An ideal gas A and a real gas B have their volumes increased from V to 2 V under isothermal conditions. The increase in internal energy 

(1) Will be same in both A and B

(2) Will be zero in both the gases

(3) Of B will be more than that of A

(4) Of A will be more than that of B

The latent heat of vaporisation of water is \(2240~\text{J/gm}\). If the work done in the process of expansion of \(1~\text{g}\) is \(168~\text{J}\), then the increase in internal energy is:
1. \(2408~\text{J}\)
2. \(2240~\text{J}\)
3. \(2072~\text{J}\)
4. \(1904~\text{J}\)

If $\gamma$ denotes the ratio of two specific heats of a gas, the ratio of slopes of adiabatic and isothermal PV curves at their point of intersection is 

(1) $\frac{1}{\gamma }$

(2) $\gamma$

(3) $\gamma -1$

(4) $\gamma +1$

Air in a cylinder is suddenly compressed by a piston, which is then maintained at the same position. With the passage of time 

(1) The pressure decreases

(2) The pressure increases

(3) The pressure remains the same

(4) The pressure may increase or decrease depending upon the nature of the gas

A polyatomic gas \(\left(\gamma = \frac{4}{3}\right)\) is compressed to \(\frac{1}{8}\) of its volume adiabatically.

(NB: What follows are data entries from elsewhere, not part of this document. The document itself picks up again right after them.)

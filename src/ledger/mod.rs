//! Key/value ledger abstraction.
//!
//! The store treats the host ledger as its only persistence substrate.
//! Each individual `get`/`put` is durable once acknowledged; nothing is
//! assumed about atomicity across calls unless the ledger overrides
//! [`Ledger::put_batch`].

mod file;
mod memory;

pub use file::{FileLedger, FileLedgerConfig};
pub use memory::MemoryLedger;

use crate::error::Result;
use std::sync::Arc;

/// A single key/value write.
#[derive(Clone, Debug, PartialEq, Eq)]
pub struct LedgerWrite {
    pub key: String,
    pub value: Vec<u8>,
}

impl LedgerWrite {
    pub fn new(key: impl Into<String>, value: impl Into<Vec<u8>>) -> Self {
        Self {
            key: key.into(),
            value: value.into(),
        }
    }
}

/// Key/value interface required from the host ledger.
pub trait Ledger: Send + Sync {
    /// Fetch the bytes stored under `key`, or `None` if absent.
    fn get(&self, key: &str) -> Result<Option<Vec<u8>>>;

    /// Store `value` under `key`, replacing any previous value.
    fn put(&self, key: &str, value: &[u8]) -> Result<()>;

    /// Write several keys.
    ///
    /// The default applies the writes one by one and stops at the first
    /// failure, so earlier writes stay applied. Ledgers that can commit a
    /// batch all-or-nothing should override this and return `true` from
    /// [`Ledger::atomic_batches`].
    fn put_batch(&self, writes: &[LedgerWrite]) -> Result<()> {
        for write in writes {
            self.put(&write.key, &write.value)?;
        }
        Ok(())
    }

    /// Whether `put_batch` is all-or-nothing.
    fn atomic_batches(&self) -> bool {
        false
    }
}

impl<L: Ledger + ?Sized> Ledger for Arc<L> {
    fn get(&self, key: &str) -> Result<Option<Vec<u8>>> {
        (**self).get(key)
    }

    fn put(&self, key: &str, value: &[u8]) -> Result<()> {
        (**self).put(key, value)
    }

    fn put_batch(&self, writes: &[LedgerWrite]) -> Result<()> {
        (**self).put_batch(writes)
    }

    fn atomic_batches(&self) -> bool {
        (**self).atomic_batches()
    }
}

impl<L: Ledger + ?Sized> Ledger for &L {
    fn get(&self, key: &str) -> Result<Option<Vec<u8>>> {
        (**self).get(key)
    }

    fn put(&self, key: &str, value: &[u8]) -> Result<()> {
        (**self).put(key, value)
    }

    fn put_batch(&self, writes: &[LedgerWrite]) -> Result<()> {
        (**self).put_batch(writes)
    }

    fn atomic_batches(&self) -> bool {
        (**self).atomic_batches()
    }
}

If its initial pressure is \(P_0,\) its new pressure will be:

For adiabatic processes $\left(\gamma =\frac{C_p}{C_v}\right)$ 

(1) $P^{\gamma }V$ = constant

(2) $T^{\gamma }V$ = constant

(3) $T{V}^{\gamma -1}$ = constant

(4) $T{V}^{\gamma }$ = constant

One mole of helium is adiabatically expanded from its initial state $(P_i,V_i,T_i)$ to its final state $(P_f,V_f,T_f)$. The decrease in the internal energy associated with this expansion is equal to

(1) $C_V(T_i-T_f)$

(2) $C_P(T_i-T_f)$

(3) $\frac{1}{2}(C_P+C_V)(Ti-T_f)$

(4) $(C_P-C_V)(T_i-T_f)$

A diatomic gas initially at 18°C is compressed adiabatically to one-eighth of its original volume. The temperature after compression will be 

(1) 10°C

(2) 887°C

(3) 668 K

(4) 144°C

During an adiabatic process, the pressure of a gas is found to be proportional to the cube of its absolute temperature. The ratio C_p/C_v for the gas is 

(1) $\frac{3}{2}$

(2) $\frac{4}{3}$

(3) 2

(4) $\frac{5}{3}$